Plame Wilson said the Senate committee received a "twisted and distorted" report by an unnamed officer in her division who claimed Plame Wilson was responsible for her husband's trip to Niger. Portions of the CIA officer's memo were quoted in the Senate Intelligence Committee report and suggested that Wilson's trip was a boondoggle set up by Plame.
The CIA's public affairs officer did not return calls for comment. But according to the letter Waxman sent to Hayden, the CIA's director of congressional affairs, Christopher Walker, told Waxman's staff on May 3 that any documents the Oversight Committee needs pertaining to Ambassador Wilson's trip should be addressed to the House and Senate's Permanent Select Committee on Intelligence. Those "are our oversight committees," Walker wrote, responding to Waxman and Davis's request for documents. So, "Any further questions ... should be addressed to those committees."

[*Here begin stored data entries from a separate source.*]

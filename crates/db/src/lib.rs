//! Database layer with `SeaORM` entities and repositories.
//!
//! This crate provides:
//! - `SeaORM` entity definitions
//! - Repository abstractions for data access
//! - Database migrations
//! - A `tracing` backed audit observer

pub mod audit;
pub mod entities;
pub mod migration;
pub mod repositories;

#[cfg(test)]
mod test_support;

pub use audit::TracingObserver;
pub use repositories::{AccountRepository, JournalRepository, ReportRepository};

use std::time::Duration;

use sea_orm::{ConnectOptions, Database, DatabaseConnection, DbErr};
use tally_shared::config::DatabaseConfig;

/// Establishes a pooled connection using the configured limits and timeouts.
///
/// # Errors
///
/// Returns an error if the connection cannot be established.
pub async fn connect(config: &DatabaseConfig) -> Result<DatabaseConnection, DbErr> {
    let mut options = ConnectOptions::new(config.url.clone());
    options
        .max_connections(config.max_connections)
        .min_connections(config.min_connections)
        .connect_timeout(Duration::from_secs(config.connect_timeout_secs))
        .acquire_timeout(Duration::from_secs(config.acquire_timeout_secs))
        .sqlx_logging(config.sqlx_logging);

    tracing::info!(
        max_connections = config.max_connections,
        min_connections = config.min_connections,
        "connecting to database"
    );
    Database::connect(options).await
}
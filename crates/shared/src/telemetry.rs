//! Subscriber setup for the binaries.

use tracing_subscriber::util::TryInitError;
use tracing_subscriber::{EnvFilter, layer::SubscriberExt, util::SubscriberInitExt};

use crate::config::LogConfig;

/// Installs the global subscriber. `RUST_LOG` wins over `log.filter`.
///
/// # Errors
///
/// Returns an error if a global subscriber is already installed.
pub fn init_tracing(log: &LogConfig) -> Result<(), TryInitError> {
    let filter = EnvFilter::try_from_default_env().unwrap_or_else(|_| log.filter.as_str().into());
    let registry = tracing_subscriber::registry().with(filter);
    if log.json {
        registry.with(tracing_subscriber::fmt::layer().json()).try_init()
    } else {
        registry.with(tracing_subscriber::fmt::layer()).try_init()
    }
}
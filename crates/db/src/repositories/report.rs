//! Report repository for trial balance and account balance queries.
//!
//! Reads run in one transaction so a report never sees part of an entry.
//! On PostgreSQL the transaction is repeatable-read and read-only.

use chrono::NaiveDate;
use rust_decimal::Decimal;
use sea_orm::{
    AccessMode, ColumnTrait, ConnectionTrait, DatabaseConnection, DatabaseTransaction, DbBackend,
    DbErr, EntityTrait, IsolationLevel, JoinType, QueryFilter, QuerySelect, RelationTrait,
    TransactionTrait,
};
use tally_core::ledger::EntryType;
use tally_core::reports::{
    AccountSnapshot, PostedLine, ReportRuleError, ReportService, TrialBalanceOptions,
    TrialBalanceReport,
};
use tally_shared::AppError;
use tally_shared::types::{AccountId, from_minor_units};
use tracing::{error, info, warn};

use crate::entities::{accounts, journal_entries, journal_lines, sea_orm_active_enums::EntryStatus};

/// Error types for report operations.
#[derive(Debug, thiserror::Error)]
pub enum ReportError {
    /// No account row has the id.
    #[error("Account not found: {0}")]
    AccountNotFound(AccountId),

    /// A report rule failed.
    #[error(transparent)]
    Rule(#[from] ReportRuleError),

    /// Database error.
    #[error("Database error: {0}")]
    Database(#[from] DbErr),
}

impl From<ReportError> for AppError {
    fn from(err: ReportError) -> Self {
        match err {
            ReportError::AccountNotFound(id) => Self::not_found("account", id),
            ReportError::Rule(rule) => rule.into(),
            ReportError::Database(db) => {
                error!(error = %db, "report storage failure");
                Self::internal_with("database error", db)
            }
        }
    }
}

/// Report repository for ledger aggregation.
#[derive(Debug, Clone)]
pub struct ReportRepository {
    db: DatabaseConnection,
}

impl ReportRepository {
    /// Creates a new report repository.
    #[must_use]
    pub const fn new(db: DatabaseConnection) -> Self {
        Self { db }
    }

    /// Generates a trial balance over posted entries.
    ///
    /// Only accounts active at generation time appear in the report.
    ///
    /// # Errors
    ///
    /// Returns an error if:
    /// - `start_date` is after `end_date`
    /// - The columns do not balance (logged at error level)
    /// - The database query fails
    pub async fn generate_trial_balance(
        &self,
        options: TrialBalanceOptions,
    ) -> Result<TrialBalanceReport, ReportError> {
        ReportService::validate_range(&options)?;

        let txn = self.begin_read().await?;
        let lines = posted_lines(&txn, None, options.start_date, options.end_date).await?;
        let accounts = active_accounts(&txn).await?;
        txn.commit().await?;

        let balances = ReportService::accumulate(&lines);
        let excluded = ReportService::excluded_balances(&accounts, &balances);
        for (account_id, balance) in &excluded {
            warn!(%account_id, %balance, "balance on an inactive or deleted account left out of trial balance");
        }

        let report = ReportService::build_trial_balance(&options, accounts, &balances)
            .inspect_err(|err| {
                if let ReportRuleError::OutOfBalance { debits, credits } = err {
                    error!(
                        %debits,
                        %credits,
                        excluded_accounts = excluded.len(),
                        report_date = %options.end_date,
                        "trial balance out of balance"
                    );
                }
            })?;

        info!(
            report_date = %report.report_date,
            accounts = report.lines.len(),
            total = %report.total_debits,
            "trial balance generated"
        );
        Ok(report)
    }

    /// Returns the raw signed balance (debits minus credits) of one account
    /// over posted entries dated on or before `as_of`.
    ///
    /// Logically deleted accounts keep their history and still answer.
    ///
    /// # Errors
    ///
    /// Returns `AccountNotFound` if no account row has the id.
    pub async fn balance_as_of(
        &self,
        account_id: AccountId,
        as_of: NaiveDate,
    ) -> Result<Decimal, ReportError> {
        let txn = self.begin_read().await?;

        let known = accounts::Entity::find_by_id(account_id.into_inner())
            .one(&txn)
            .await?;
        if known.is_none() {
            return Err(ReportError::AccountNotFound(account_id));
        }
        let lines = posted_lines(&txn, Some(account_id), None, as_of).await?;
        txn.commit().await?;

        Ok(ReportService::net_balance(&lines))
    }

    async fn begin_read(&self) -> Result<DatabaseTransaction, DbErr> {
        match self.db.get_database_backend() {
            DbBackend::Postgres => {
                self.db
                    .begin_with_config(
                        Some(IsolationLevel::RepeatableRead),
                        Some(AccessMode::ReadOnly),
                    )
                    .await
            }
            _ => self.db.begin().await,
        }
    }
}

/// Lines of posted, live entries dated within `[start, end]`.
async fn posted_lines<C>(
    conn: &C,
    account_id: Option<AccountId>,
    start: Option<NaiveDate>,
    end: NaiveDate,
) -> Result<Vec<PostedLine>, DbErr>
where
    C: ConnectionTrait,
{
    let mut query = journal_lines::Entity::find()
        .join(JoinType::InnerJoin, journal_lines::Relation::JournalEntries.def())
        .filter(journal_entries::Column::Status.eq(EntryStatus::Posted))
        .filter(journal_entries::Column::DeletedAt.is_null())
        .filter(journal_entries::Column::EntryDate.lte(end));

    if let Some(start) = start {
        query = query.filter(journal_entries::Column::EntryDate.gte(start));
    }
    if let Some(account_id) = account_id {
        query = query.filter(journal_lines::Column::AccountId.eq(account_id.into_inner()));
    }

    let models = query.all(conn).await?;
    Ok(models
        .into_iter()
        .map(|m| PostedLine {
            account_id: AccountId::from_uuid(m.account_id),
            amount: from_minor_units(m.amount_minor),
            entry_type: EntryType::from_is_debit(m.is_debit),
        })
        .collect())
}

async fn active_accounts<C>(conn: &C) -> Result<Vec<AccountSnapshot>, DbErr>
where
    C: ConnectionTrait,
{
    let models = accounts::Entity::find()
        .filter(accounts::Column::IsActive.eq(true))
        .filter(accounts::Column::DeletedAt.is_null())
        .all(conn)
        .await?;

    Ok(models
        .into_iter()
        .map(|m| AccountSnapshot {
            id: AccountId::from_uuid(m.id),
            code: m.code,
            name: m.name,
            account_type: m.account_type.into(),
        })
        .collect())
}
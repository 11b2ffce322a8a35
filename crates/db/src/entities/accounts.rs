//! `SeaORM` Entity for accounts table.

use sea_orm::entity::prelude::*;
use serde::{Deserialize, Serialize};

use super::sea_orm_active_enums::AccountType;

#[derive(Clone, Debug, PartialEq, DeriveEntityModel, Eq, Serialize, Deserialize)]
#[sea_orm(table_name = "accounts")]
pub struct Model {
    #[sea_orm(primary_key, auto_increment = false)]
    pub id: Uuid,
    #[sea_orm(unique)]
    pub code: String,
    pub name: String,
    pub account_type: AccountType,
    pub parent_id: Option<Uuid>,
    pub is_active: bool,
    pub deleted_at: Option<DateTimeWithTimeZone>,
    pub created_at: DateTimeWithTimeZone,
    pub updated_at: DateTimeWithTimeZone,
}

#[derive(Copy, Clone, Debug, EnumIter, DeriveRelation)]
pub enum Relation {
    #[sea_orm(
        belongs_to = "Entity",
        from = "Column::ParentId",
        to = "Column::Id"
    )]
    SelfRef,
    #[sea_orm(has_many = "super::journal_lines::Entity")]
    JournalLines,
}

impl Related<super::journal_lines::Entity> for Entity {
    fn to() -> RelationDef {
        Relation::JournalLines.def()
    }
}

impl ActiveModelBehavior for ActiveModel {}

Waxman has subpoenaed Secretary of State Condoleezza Rice to compel her to testify about her role in the "16 words" controversy. Specifically, Waxman wants Rice to testify about whether she knew in advance that the intelligence was false. Rice said she would not honor the subpoena. For more than four years, Rice has said she could not recall receiving any oral or written warnings from the CIA about Iraq's interest in uranium from Niger as being unreliable. But Tenet said he personally warned Rice in late 2002 that the Niger claims were bogus. Still, despite the previous warnings Rice was given, she penned an op-ed on January 23, 2003, five days after Bush's State of the Union address, claiming that Iraq was actively trying "to get uranium from abroad."